EXERCISE DESCRIPTION:
Search the data for "Updating". Each line containing it is to be copied.

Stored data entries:
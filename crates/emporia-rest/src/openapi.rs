//! OpenAPI document assembly.

use crate::controllers::product_controller::UserProductsResponse;
use crate::controllers::health_controller::HealthResponse;
use emporia_service::{
    CreateProductRequest, CreateUserRequest, ProductResponse, UpdateProductRequest,
    UpdateUserRequest, UserResponse,
};
use utoipa::OpenApi;

/// OpenAPI documentation for the REST API.
#[derive(OpenApi)]
#[openapi(
    info(
        title = "Emporia API",
        description = "CRUD service for users and products with a cache-aside service layer"
    ),
    paths(
        crate::controllers::health_controller::health_check,
        crate::controllers::health_controller::readiness_check,
        crate::controllers::health_controller::liveness_check,
        crate::controllers::user_controller::list_users,
        crate::controllers::user_controller::create_user,
        crate::controllers::user_controller::get_user,
        crate::controllers::user_controller::update_user,
        crate::controllers::user_controller::delete_user,
        crate::controllers::product_controller::list_products,
        crate::controllers::product_controller::create_product,
        crate::controllers::product_controller::get_product,
        crate::controllers::product_controller::update_product,
        crate::controllers::product_controller::delete_product,
        crate::controllers::product_controller::list_products_by_user,
        crate::controllers::product_controller::get_user_products,
    ),
    components(schemas(
        CreateUserRequest,
        UpdateUserRequest,
        UserResponse,
        CreateProductRequest,
        UpdateProductRequest,
        ProductResponse,
        UserProductsResponse,
        HealthResponse,
    )),
    tags(
        (name = "health", description = "Liveness and readiness probes"),
        (name = "users", description = "User management"),
        (name = "products", description = "Product management")
    )
)]
pub struct ApiDoc;
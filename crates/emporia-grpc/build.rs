//! Build script for compiling protobuf definitions.

fn main() -> Result<(), Box<dyn std::error::Error>> {
    // Compile proto files to OUT_DIR
    tonic_build::configure()
        .build_server(true)
        .build_client(true)
        .compile_protos(
            &[
                "../../proto/common.proto",
                "../../proto/user_service.proto",
                "../../proto/product_service.proto",
                "../../proto/health.proto",
            ],
            &["../../proto"],
        )?;

    // Rerun if proto files change
    println!("cargo:rerun-if-changed=../../proto/");

    Ok(())
}
//! PostgreSQL user repository implementation.

use crate::traits::UserRepository;
use async_trait::async_trait;
use chrono::{DateTime, Utc};
use emporia_core::{EmporiaResult, User};
use sqlx::{FromRow, PgPool};
use tracing::debug;

/// PostgreSQL user repository.
#[derive(Clone)]
pub struct PgUserRepository {
    pool: PgPool,
}

impl PgUserRepository {
    /// Creates a new PostgreSQL user repository.
    #[must_use]
    pub fn new(pool: PgPool) -> Self {
        Self { pool }
    }
}

/// Database row representation of a user.
#[derive(Debug, FromRow)]
struct UserRow {
    id: i64,
    name: String,
    email: String,
    created_at: DateTime<Utc>,
    updated_at: DateTime<Utc>,
}

impl From<UserRow> for User {
    fn from(row: UserRow) -> Self {
        Self {
            id: row.id,
            name: row.name,
            email: row.email,
            created_at: row.created_at,
            updated_at: row.updated_at,
        }
    }
}

#[async_trait]
impl UserRepository for PgUserRepository {
    async fn create(&self, user: &User) -> EmporiaResult<User> {
        debug!("Inserting user: {}", user.name);

        let row = sqlx::query_as::<_, UserRow>(
            r#"
            INSERT INTO users (name, email, created_at, updated_at)
            VALUES ($1, $2, $3, $4)
            RETURNING id, name, email, created_at, updated_at
            "#,
        )
        .bind(&user.name)
        .bind(&user.email)
        .bind(user.created_at)
        .bind(user.updated_at)
        .fetch_one(&self.pool)
        .await?;

        Ok(row.into())
    }

    async fn find_by_id(&self, id: i64) -> EmporiaResult<Option<User>> {
        debug!("Finding user by id: {}", id);

        let row = sqlx::query_as::<_, UserRow>(
            r#"
            SELECT id, name, email, created_at, updated_at
            FROM users
            WHERE id = $1
            "#,
        )
        .bind(id)
        .fetch_optional(&self.pool)
        .await?;

        Ok(row.map(User::from))
    }

    async fn update(&self, user: &User) -> EmporiaResult<Option<User>> {
        debug!("Updating user: {}", user.id);

        let row = sqlx::query_as::<_, UserRow>(
            r#"
            UPDATE users
            SET name = $1, email = $2, updated_at = $3
            WHERE id = $4
            RETURNING id, name, email, created_at, updated_at
            "#,
        )
        .bind(&user.name)
        .bind(&user.email)
        .bind(user.updated_at)
        .bind(user.id)
        .fetch_optional(&self.pool)
        .await?;

        Ok(row.map(User::from))
    }

    async fn delete(&self, id: i64) -> EmporiaResult<bool> {
        debug!("Deleting user: {}", id);

        let result = sqlx::query("DELETE FROM users WHERE id = $1")
            .bind(id)
            .execute(&self.pool)
            .await?;

        Ok(result.rows_affected() > 0)
    }

    async fn find_all(&self) -> EmporiaResult<Vec<User>> {
        debug!("Finding all users");

        let rows = sqlx::query_as::<_, UserRow>(
            r#"
            SELECT id, name, email, created_at, updated_at
            FROM users
            ORDER BY id
            "#,
        )
        .fetch_all(&self.pool)
        .await?;

        Ok(rows.into_iter().map(User::from).collect())
    }
}

impl std::fmt::Debug for PgUserRepository {
    fn fmt(&self, f: &mut std::fmt::Formatter<'_>) -> std::fmt::Result {
        f.debug_struct("PgUserRepository").finish_non_exhaustive()
    }
}
//! Storage Port traits consumed by the service layer.

use async_trait::async_trait;
use emporia_core::{EmporiaResult, Product, User};

/// Persistence contract for users.
///
/// Implementations decide how "not found" surfaces: lookups return `None`,
/// `update` returns `None` when no row matched, and `delete` reports whether
/// a row was removed. Backend failures are returned as errors untouched.
#[async_trait]
pub trait UserRepository: Send + Sync {
    /// Persists a new user and returns it with its store-assigned id.
    async fn create(&self, user: &User) -> EmporiaResult<User>;

    /// Finds a user by id.
    async fn find_by_id(&self, id: i64) -> EmporiaResult<Option<User>>;

    /// Updates a user's mutable fields, returning the persisted row, or
    /// `None` when no row matched the id.
    async fn update(&self, user: &User) -> EmporiaResult<Option<User>>;

    /// Deletes a user by id. Returns `false` when no row matched.
    async fn delete(&self, id: i64) -> EmporiaResult<bool>;

    /// Returns all users.
    async fn find_all(&self) -> EmporiaResult<Vec<User>>;
}

/// Persistence contract for products.
#[async_trait]
pub trait ProductRepository: Send + Sync {
    /// Persists a new product and returns it with its store-assigned id.
    async fn create(&self, product: &Product) -> EmporiaResult<Product>;

    /// Finds a product by id.
    async fn find_by_id(&self, id: i64) -> EmporiaResult<Option<Product>>;

    /// Updates a product's mutable fields, returning the persisted row, or
    /// `None` when no row matched the id.
    async fn update(&self, product: &Product) -> EmporiaResult<Option<Product>>;

    /// Deletes a product by id. Returns `false` when no row matched.
    async fn delete(&self, id: i64) -> EmporiaResult<bool>;

    /// Returns all products.
    async fn find_all(&self) -> EmporiaResult<Vec<Product>>;

    /// Returns all products owned by the given user.
    async fn find_by_user_id(&self, user_id: i64) -> EmporiaResult<Vec<Product>>;
}
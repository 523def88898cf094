//! Cached user service implementation.

use crate::cache::{cache_keys, Cache, CacheExt, DEFAULT_TTL};
use crate::dto::{CreateUserRequest, UpdateUserRequest, UserResponse};
use crate::user_service::UserService;
use async_trait::async_trait;
use emporia_core::{EmporiaError, EmporiaResult, User, ValidateExt};
use emporia_repository::UserRepository;
use std::sync::Arc;
use tracing::{debug, info, warn};

/// User service with cache-aside reads and write-through invalidation.
///
/// The store is authoritative: operation success is defined solely by
/// persistence, and every cache interaction is best-effort. A hit is trusted
/// unconditionally until its TTL lapses, so a write whose cache refresh fails
/// can leave a stale entry servable for up to the TTL. That staleness is
/// accepted.
pub struct UserServiceImpl {
    repository: Arc<dyn UserRepository>,
    cache: Arc<dyn Cache>,
}

impl UserServiceImpl {
    /// Creates a new user service.
    pub fn new(repository: Arc<dyn UserRepository>, cache: Arc<dyn Cache>) -> Self {
        Self { repository, cache }
    }
}

#[async_trait]
impl UserService for UserServiceImpl {
    async fn create(&self, request: CreateUserRequest) -> EmporiaResult<UserResponse> {
        debug!("Creating user: {}", request.name);

        request.validate_request()?;

        let user = User::new(request.name, request.email);
        let created = self.repository.create(&user).await?;
        let response = UserResponse::from(created);

        let key = cache_keys::user(response.id);
        if let Err(e) = self.cache.set(&key, &response, DEFAULT_TTL).await {
            warn!("Failed to cache created user {}: {}", response.id, e);
        }

        info!("User created: {}", response.id);
        Ok(response)
    }

    async fn find_by_id(&self, id: i64) -> EmporiaResult<UserResponse> {
        if id <= 0 {
            return Err(EmporiaError::validation("User id must be positive"));
        }

        let key = cache_keys::user(id);
        match self.cache.get::<UserResponse>(&key).await {
            Ok(Some(cached)) => {
                debug!("Cache hit for user {}", id);
                return Ok(cached);
            }
            Ok(None) => {}
            // A failing cache backend reads as a miss.
            Err(e) => warn!("Cache read failed for user {}: {}", id, e),
        }

        let user = self
            .repository
            .find_by_id(id)
            .await?
            .ok_or_else(|| EmporiaError::not_found("User", id))?;
        let response = UserResponse::from(user);

        if let Err(e) = self.cache.set(&key, &response, DEFAULT_TTL).await {
            warn!("Failed to cache user {}: {}", id, e);
        }

        Ok(response)
    }

    async fn update(&self, id: i64, request: UpdateUserRequest) -> EmporiaResult<UserResponse> {
        debug!("Updating user: {}", id);

        if id <= 0 {
            return Err(EmporiaError::validation("User id must be positive"));
        }
        request.validate_request()?;

        // Existence is the store's call; no read-before-write here.
        let mut user = User::new(request.name, request.email);
        user.id = id;

        let updated = self
            .repository
            .update(&user)
            .await?
            .ok_or_else(|| EmporiaError::not_found("User", id))?;
        let response = UserResponse::from(updated);

        if let Err(e) = self
            .cache
            .set(&cache_keys::user(id), &response, DEFAULT_TTL)
            .await
        {
            warn!("Failed to refresh cached user {}: {}", id, e);
        }

        info!("User updated: {}", id);
        Ok(response)
    }

    async fn delete(&self, id: i64) -> EmporiaResult<()> {
        debug!("Deleting user: {}", id);

        if id <= 0 {
            return Err(EmporiaError::validation("User id must be positive"));
        }

        let deleted = self.repository.delete(id).await?;
        if !deleted {
            return Err(EmporiaError::not_found("User", id));
        }

        if let Err(e) = self.cache.delete(&cache_keys::user(id)).await {
            warn!("Failed to evict cached user {}: {}", id, e);
        }

        info!("User deleted: {}", id);
        Ok(())
    }

    async fn find_all(&self) -> EmporiaResult<Vec<UserResponse>> {
        debug!("Listing users");

        let users = self.repository.find_all().await?;
        Ok(users.into_iter().map(UserResponse::from).collect())
    }
}

impl std::fmt::Debug for UserServiceImpl {
    fn fmt(&self, f: &mut std::fmt::Formatter<'_>) -> std::fmt::Result {
        f.debug_struct("UserServiceImpl").finish_non_exhaustive()
    }
}
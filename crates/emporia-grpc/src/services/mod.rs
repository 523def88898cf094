//! gRPC service implementations.

mod health_service;
mod product_service;
mod user_service;

pub use health_service::HealthServiceImpl;
pub use product_service::ProductGrpcService;
pub use user_service::UserGrpcService;

use crate::proto::common;
use chrono::{DateTime, Utc};
use emporia_core::EmporiaError;
use tonic::Status;
use tracing::error;

/// Maps a domain error onto a gRPC status.
pub(crate) fn to_status(err: EmporiaError) -> Status {
    error!("gRPC error: {:?}", err);

    match err {
        EmporiaError::NotFound { .. } => Status::not_found(err.to_string()),
        EmporiaError::Validation(msg) => Status::invalid_argument(msg),
        EmporiaError::Conflict(msg) => Status::already_exists(msg),
        _ => Status::internal(err.to_string()),
    }
}

/// Converts a chrono timestamp to the wire representation.
pub(crate) fn to_proto_timestamp(dt: DateTime<Utc>) -> common::Timestamp {
    common::Timestamp {
        seconds: dt.timestamp(),
        nanos: dt.timestamp_subsec_nanos() as i32,
    }
}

TASK ANSWER:
        debug!("Updating user: {}", user.id);
        debug!("Updating user: {}", id);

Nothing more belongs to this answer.